The number of aircraft movements at Den Helder Airport has risen over the past few years to more than 23,000 per annum. The airport provides forty to fifty flights per day, mainly to the 130 oil, gas and service platforms in the Dutch sector of the North Sea and on average 140,000 passengers, mainly offshore personnel, pass through the facility every year.
This makes the airport in the Kop van Noord-Holland one of the largest offshore heliports in Northwestern Europe. However, as North Sea oil resources reduce and the ultimate loss of many of its helicopter movements, alternative markets are being looked at, such as business and holiday flights.
There are currently no scheduled services to and from Den Helder although Loganair did offer links to Manchester and Norwich in March 2013 for a short period. Any growth is restricted by the airport’s 4,100 ft runway, although discussions are reported to be at an advanced stage to reintroduce international routes.

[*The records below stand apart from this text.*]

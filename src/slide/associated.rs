//! Pixel reads for associated images.
//!
//! Label, macro and thumbnail images are usually stored as strips with LZW
//! or JPEG compression, which the tile reader does not handle. They are small,
//! so the `tiff` decoder reads them whole from the slide file.

use std::fs::File;
use std::io::BufReader;
use std::path::Path;

use image::{DynamicImage, GrayImage, RgbImage, RgbaImage};
use tiff::decoder::{Decoder, DecodingResult};
use tiff::ColorType;

use crate::error::SlideError;
use crate::format::tiff::AssociatedImage;

/// Decode one associated image of the slide at `path` to RGB.
pub fn read_associated(path: &Path, image: &AssociatedImage) -> Result<RgbImage, SlideError> {
    let fail = |message: String| SlideError::AssociatedDecode {
        name: image.name.clone(),
        message,
    };

    let file = File::open(path).map_err(|e| fail(format!("{}: {}", path.display(), e)))?;
    let mut decoder = Decoder::new(BufReader::new(file)).map_err(|e| fail(e.to_string()))?;
    decoder
        .seek_to_image(image.ifd_index)
        .map_err(|e| fail(e.to_string()))?;

    let (width, height) = decoder.dimensions().map_err(|e| fail(e.to_string()))?;
    let color = decoder.colortype().map_err(|e| fail(e.to_string()))?;
    let DecodingResult::U8(data) = decoder.read_image().map_err(|e| fail(e.to_string()))? else {
        return Err(fail(format!("unsupported sample format {:?}", color)));
    };

    let decoded = match color {
        ColorType::RGB(8) => RgbImage::from_raw(width, height, data).map(DynamicImage::ImageRgb8),
        ColorType::RGBA(8) => RgbaImage::from_raw(width, height, data).map(DynamicImage::ImageRgba8),
        ColorType::Gray(8) => GrayImage::from_raw(width, height, data).map(DynamicImage::ImageLuma8),
        other => return Err(fail(format!("unsupported colour type {:?}", other))),
    };

    decoded
        .map(|img| img.to_rgb8())
        .ok_or_else(|| fail("decoded buffer does not match image dimensions".to_string()))
}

“Thanks to renovation of the platform, over the next few years we will be better able to serve new growth markets, thereby considerably strengthening our position as the international centre for offshore activities in the North Sea. We aim to become the economic powerhouse for the entire region, and have announced the ambition of doubling the number of jobs on offer, over the next few years. In other words, our focus is clearly aimed at future opportunities,” explained Conny van den Hoff, director, Den Helder Airport.
Over the next few years, Den Helder Airport aims to attract new markets. Thanks to a recently announced permit, the airport can continue to grow to 27,000 aircraft movements per year and it is currently in negotiation with a “number of interested providers of scheduled flight services”.
These scheduled and/or charter services (with a maximum capacity of around 30 passengers), will most likely support the transport of offshore personnel from the Netherlands and abroad and include possible scheduled services to Aberdeen in Scotland and Esbjerg in Denmark.